Why Not Restore Glass-Steagall?
By Arnold Kling
The fifty years of relative financial calm that followed the Glass-Steagall Act of 1933, the Securities Exchange Act of 1934, and the Banking Act of 1935 strongly suggest that sound public risk management can make a positive difference.
Thanks to James Kwak for the pointer.
If you think that New Deal regulation worked, then why don’t you come out in favor of going back to that regulation? If you don’t favor going back to New Deal regulation, then why are you claiming that it worked?
Moss and others appear to blame the financial crisis on the repeal of Glass-Steagall. Yet most of them do not argue for restoring Glass-Steagall. No one says that restoring the separation between commercial banking and investment banking would prevent future crises. Hardly anyone even suggests that it would be helpful.
People are not specifically arguing that Glass-Steagall was wonderful regulation. Instead, they are waving around Glass-Steagall in order to make a vague, generic claim that regulation works and deregulation fails.

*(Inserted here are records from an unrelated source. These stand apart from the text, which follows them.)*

//! Narrow interfaces to the systems the orchestrator drives but does not own.
//!
//! | Trait | Adapter | Purpose |
//! |-------|---------|---------|
//! | `IssueTracker` | `HttpTracker`, `LogTracker` | comments, status, labels, descriptions |
//! | `Generator` | `CliGenerator` | AI generation for every phase |
//! | `ContextRetriever` | `NullRetriever` | code/document context for prompts |
//! | `DocumentStore` | `FsDocumentStore` | phase artefacts |
//! | `SourceControl` | `GhSourceControl` | branches and pull requests |

mod documents;
mod generator;
mod source_control;
mod tracker;

pub use documents::FsDocumentStore;
pub use generator::{CliGenerator, build_prompt, extract_json};
pub use source_control::{GhSourceControl, slugify};
pub use tracker::{HttpTracker, LogTracker};

use std::sync::Arc;

use anyhow::Result;
use async_trait::async_trait;
use serde::{Deserialize, Serialize};
use serde_json::Value;

use crate::config::FlowConfig;
use crate::models::WorkItem;
use crate::status::Phase;

#[async_trait]
pub trait IssueTracker: Send + Sync {
    /// Post a comment, optionally as a reply. Returns the new comment id.
    async fn post_comment(
        &self,
        item_id: &str,
        body: &str,
        parent_comment_id: Option<&str>,
    ) -> Result<String>;

    async fn update_status(&self, item_id: &str, status: &str) -> Result<()>;

    async fn add_labels(&self, item_id: &str, labels: &[String]) -> Result<()>;

    async fn update_description(&self, item_id: &str, description: &str) -> Result<()>;
}

/// What a generation call is for. Each task has its own prompt and output shape.
#[derive(Debug, Clone, Copy, PartialEq, Eq, Hash, Serialize, Deserialize)]
#[serde(rename_all = "snake_case")]
pub enum GenerationTask {
    RefinementAnalysis,
    RefinedDescription,
    UserStories,
    SolutionOptions,
    TechnicalPlan,
    CodeChanges,
}

impl GenerationTask {
    pub fn as_str(&self) -> &'static str {
        match self {
            Self::RefinementAnalysis => "refinement_analysis",
            Self::RefinedDescription => "refined_description",
            Self::UserStories => "user_stories",
            Self::SolutionOptions => "solution_options",
            Self::TechnicalPlan => "technical_plan",
            Self::CodeChanges => "code_changes",
        }
    }
}

#[derive(Debug, Clone)]
pub struct GenerationRequest {
    pub task: GenerationTask,
    pub item: WorkItem,
    /// Prior step outputs selected by the step's input transform.
    pub input: Value,
}

#[async_trait]
pub trait Generator: Send + Sync {
    /// Run one generation and return its JSON output.
    async fn generate(&self, request: &GenerationRequest) -> Result<Value>;
}

#[derive(Debug, Clone, PartialEq, Serialize, Deserialize)]
pub struct ContextSnippet {
    pub source: String,
    pub content: String,
}

#[async_trait]
pub trait ContextRetriever: Send + Sync {
    async fn retrieve(&self, item: &WorkItem, phase: Phase) -> Result<Vec<ContextSnippet>>;
}

/// Retriever for deployments without an index: always returns nothing.
pub struct NullRetriever;

#[async_trait]
impl ContextRetriever for NullRetriever {
    async fn retrieve(&self, _item: &WorkItem, _phase: Phase) -> Result<Vec<ContextSnippet>> {
        Ok(Vec::new())
    }
}

#[derive(Debug, Clone, Copy, PartialEq, Eq, Serialize, Deserialize)]
#[serde(rename_all = "snake_case")]
pub enum DocumentKind {
    Refinement,
    UserStories,
    TechnicalPlan,
    CodeChanges,
}

impl DocumentKind {
    pub fn as_str(&self) -> &'static str {
        match self {
            Self::Refinement => "refinement",
            Self::UserStories => "user-stories",
            Self::TechnicalPlan => "technical-plan",
            Self::CodeChanges => "code-changes",
        }
    }
}

#[async_trait]
pub trait DocumentStore: Send + Sync {
    /// Persist a phase artefact. Returns where it was written.
    async fn save(&self, item: &WorkItem, kind: DocumentKind, content: &str) -> Result<String>;
}

#[async_trait]
pub trait SourceControl: Send + Sync {
    /// Publish generated changes for review. Returns the pull request URL.
    async fn open_pull_request(&self, item: &WorkItem, changes: &Value) -> Result<String>;
}

/// Every external collaborator, shared by all runs.
#[derive(Clone)]
pub struct Collaborators {
    pub tracker: Arc<dyn IssueTracker>,
    pub generator: Arc<dyn Generator>,
    pub retriever: Arc<dyn ContextRetriever>,
    pub documents: Arc<dyn DocumentStore>,
    pub source_control: Arc<dyn SourceControl>,
}

impl Collaborators {
    /// Build the production adapters described by the configuration.
    pub fn from_config(config: &FlowConfig) -> Result<Self> {
        let tracker: Arc<dyn IssueTracker> = match &config.tracker.base_url {
            Some(url) => Arc::new(HttpTracker::new(url, config.tracker.token.clone())?),
            None => Arc::new(LogTracker),
        };
        Ok(Self {
            tracker,
            generator: Arc::new(CliGenerator::new(
                &config.generator.command,
                config.generator.model.clone(),
                &config.source_control.repo_path,
            )),
            retriever: Arc::new(NullRetriever),
            documents: Arc::new(FsDocumentStore::new(&config.documents.root)),
            source_control: Arc::new(GhSourceControl::new(
                &config.source_control.repo_path,
                &config.source_control.branch_prefix,
            )),
        })
    }
}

Beyond this generic “regulation good, deregulation bad” mantra, there is very little that these people have to say that specifically backs up their own regulatory proposals. In contrast, I say that housing policy, securitization, and regulatory capital arbitrage were at the heart of the crisis. I propose changing housing policy to stop trying to use cheap, lenient mortgage credit to promote affordable housing. I propose disconnecting the feeding tube of government support from the mortgage securities market. And I propose attempting to make failure of financial institutions a viable, credible option for regulators. There is a connection between my proposals and what I see as the causes of the crisis.

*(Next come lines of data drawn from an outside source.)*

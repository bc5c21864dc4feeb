use std::sync::Arc;
use std::time::Duration;

use anyhow::{Context, Result, bail};
use async_trait::async_trait;
use chrono::Utc;
use serde_json::Value;

use super::{FailureClass, Services, Step, StepContext, StepOutcome, StepOutputs, StepPolicy};
use crate::db::DbHandle;
use crate::errors::StepError;
use crate::models::{RunRecord, RunState, StepResult, StepStatus, WorkItem};

const MAX_BACKOFF: Duration = Duration::from_secs(30);

/// How a pipeline run ended this time around.
#[derive(Debug, Clone, PartialEq)]
pub enum PipelineOutcome {
    Completed,
    /// Suspended on human questions. Not a failure.
    Blocked { step: String, questions: Vec<String> },
    Failed { step: String, error: String },
    Cancelled,
}

/// Durable record of step results for a run.
#[async_trait]
pub trait RunJournal: Send + Sync {
    async fn load(&self, run_id: &str) -> Result<Vec<StepResult>>;
    async fn append(&self, result: StepResult) -> Result<()>;
    async fn mark_position(&self, run_id: &str, index: usize) -> Result<()>;
    async fn is_cancelled(&self, run_id: &str) -> Result<bool>;
}

#[async_trait]
impl RunJournal for DbHandle {
    async fn load(&self, run_id: &str) -> Result<Vec<StepResult>> {
        let id = run_id.to_string();
        self.call(move |db| db.step_results(&id)).await
    }

    async fn append(&self, result: StepResult) -> Result<()> {
        self.call(move |db| db.append_step_result(&result)).await
    }

    async fn mark_position(&self, run_id: &str, index: usize) -> Result<()> {
        let id = run_id.to_string();
        self.call(move |db| db.set_current_step(&id, index)).await
    }

    async fn is_cancelled(&self, run_id: &str) -> Result<bool> {
        let id = run_id.to_string();
        let run = self.call(move |db| db.get_run(&id)).await?;
        Ok(matches!(run, Some(r) if r.state == RunState::Cancelled))
    }
}

/// Runs an ordered step list for one run, resuming from its journal.
pub struct StepExecutor {
    journal: Arc<dyn RunJournal>,
    backoff: Duration,
}

impl StepExecutor {
    pub fn new(journal: Arc<dyn RunJournal>, backoff: Duration) -> Self {
        Self { journal, backoff }
    }

    pub async fn run(
        &self,
        steps: &[Arc<dyn Step>],
        run: &RunRecord,
        item: &WorkItem,
        services: &Arc<Services>,
    ) -> Result<PipelineOutcome> {
        let journal = self
            .journal
            .load(&run.id)
            .await
            .context("Failed to load run journal")?;
        if journal.len() > steps.len() {
            bail!(
                "Run {} has {} journal entries but only {} steps",
                run.id,
                journal.len(),
                steps.len()
            );
        }

        let mut outputs = StepOutputs::default();
        for (result, step) in journal.iter().zip(steps) {
            if result.name != step.name() {
                bail!(
                    "Run {} journal entry {} is '{}' but the pipeline has '{}'",
                    run.id,
                    result.index,
                    result.name,
                    step.name()
                );
            }
            outputs.insert(&result.name, result.output.clone());
        }
        if !journal.is_empty() {
            tracing::info!(run_id = %run.id, resumed_at = journal.len(), "resuming run from journal");
        }

        for (index, step) in steps.iter().enumerate().skip(journal.len()) {
            let name = step.name().to_string();
            if self.journal.is_cancelled(&run.id).await? {
                tracing::info!(run_id = %run.id, step = %name, "run cancelled before step");
                return Ok(PipelineOutcome::Cancelled);
            }
            self.journal.mark_position(&run.id, index).await?;

            let policy = step.policy();
            let started_at = Utc::now();

            if let Some(flag) = policy.flag
                && !services.flags.is_enabled(flag)
            {
                tracing::debug!(run_id = %run.id, step = %name, flag = flag.as_str(), "step disabled, skipping");
                self.record(run, index, &name, StepStatus::Skipped, started_at, None, Value::Null)
                    .await?;
                outputs.insert(&name, Value::Null);
                continue;
            }

            let ctx = StepContext {
                run: run.clone(),
                item: item.clone(),
                step_name: name.clone(),
                input: step.input(&outputs),
                outputs: outputs.clone(),
                services: services.clone(),
            };

            match self.attempt(step.as_ref(), &ctx, &policy).await {
                Ok(StepOutcome::Done(output)) => {
                    tracing::debug!(run_id = %run.id, step = %name, "step completed");
                    self.record(run, index, &name, StepStatus::Completed, started_at, None, output.clone())
                        .await?;
                    outputs.insert(&name, output);
                }
                Ok(StepOutcome::Suspend { questions }) => {
                    tracing::info!(run_id = %run.id, step = %name, questions = questions.len(), "step waiting on answers");
                    return Ok(PipelineOutcome::Blocked {
                        step: name,
                        questions,
                    });
                }
                Err(StepError::Cancelled) => return Ok(PipelineOutcome::Cancelled),
                Err(e) => {
                    let error = e.to_string();
                    self.record(run, index, &name, StepStatus::Failed, started_at, Some(error.clone()), Value::Null)
                        .await?;
                    match policy.failure {
                        FailureClass::Blocking => {
                            tracing::error!(run_id = %run.id, step = %name, error = %error, "blocking step failed");
                            return Ok(PipelineOutcome::Failed { step: name, error });
                        }
                        FailureClass::NonBlocking => {
                            tracing::warn!(run_id = %run.id, step = %name, error = %error, "non-blocking step failed, continuing");
                            outputs.insert(&name, Value::Null);
                        }
                    }
                }
            }
        }

        self.journal.mark_position(&run.id, steps.len()).await?;
        Ok(PipelineOutcome::Completed)
    }

    /// Execute a step under its timeout, if any, retrying retryable errors with
    /// exponential backoff.
    async fn attempt(
        &self,
        step: &dyn Step,
        ctx: &StepContext,
        policy: &StepPolicy,
    ) -> Result<StepOutcome, StepError> {
        let mut attempt = 0u32;
        loop {
            let result = match policy.timeout {
                Some(limit) => match tokio::time::timeout(limit, step.execute(ctx)).await {
                    Ok(result) => result,
                    Err(_) => Err(StepError::Timeout(limit)),
                },
                None => step.execute(ctx).await,
            };
            match result {
                Err(e) if e.is_retryable() && attempt < policy.retries => {
                    let delay = self.delay(attempt);
                    tracing::warn!(
                        run_id = %ctx.run.id,
                        step = step.name(),
                        attempt = attempt + 1,
                        delay_ms = delay.as_millis() as u64,
                        error = %e,
                        "step failed, retrying"
                    );
                    tokio::time::sleep(delay).await;
                    attempt += 1;
                }
                other => return other,
            }
        }
    }

    fn delay(&self, attempt: u32) -> Duration {
        self.backoff
            .saturating_mul(2u32.saturating_pow(attempt))
            .min(MAX_BACKOFF)
    }

    #[allow(clippy::too_many_arguments)]
    async fn record(
        &self,
        run: &RunRecord,
        index: usize,
        name: &str,
        status: StepStatus,
        started_at: chrono::DateTime<Utc>,
        error: Option<String>,
        output: Value,
    ) -> Result<()> {
        self.journal
            .append(StepResult {
                run_id: run.id.clone(),
                index,
                name: name.to_string(),
                status,
                started_at,
                finished_at: Utc::now(),
                error,
                output,
            })
            .await
            .context("Failed to journal step result")
    }
}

Moss mostly offers a thermostat theory of financial regulation. Financial regulation is a thermostat, which you can set on “more” or “less.” As long as you turn it toward “more,” everything will be fine. Never mind what actually caused the crisis (regulatory capital arbitrage) and what was actually irrelevant to the crisis (the erosion of competitive boundaries between commercial and investment banking). Just adjust the regulatory thermostat to “more.”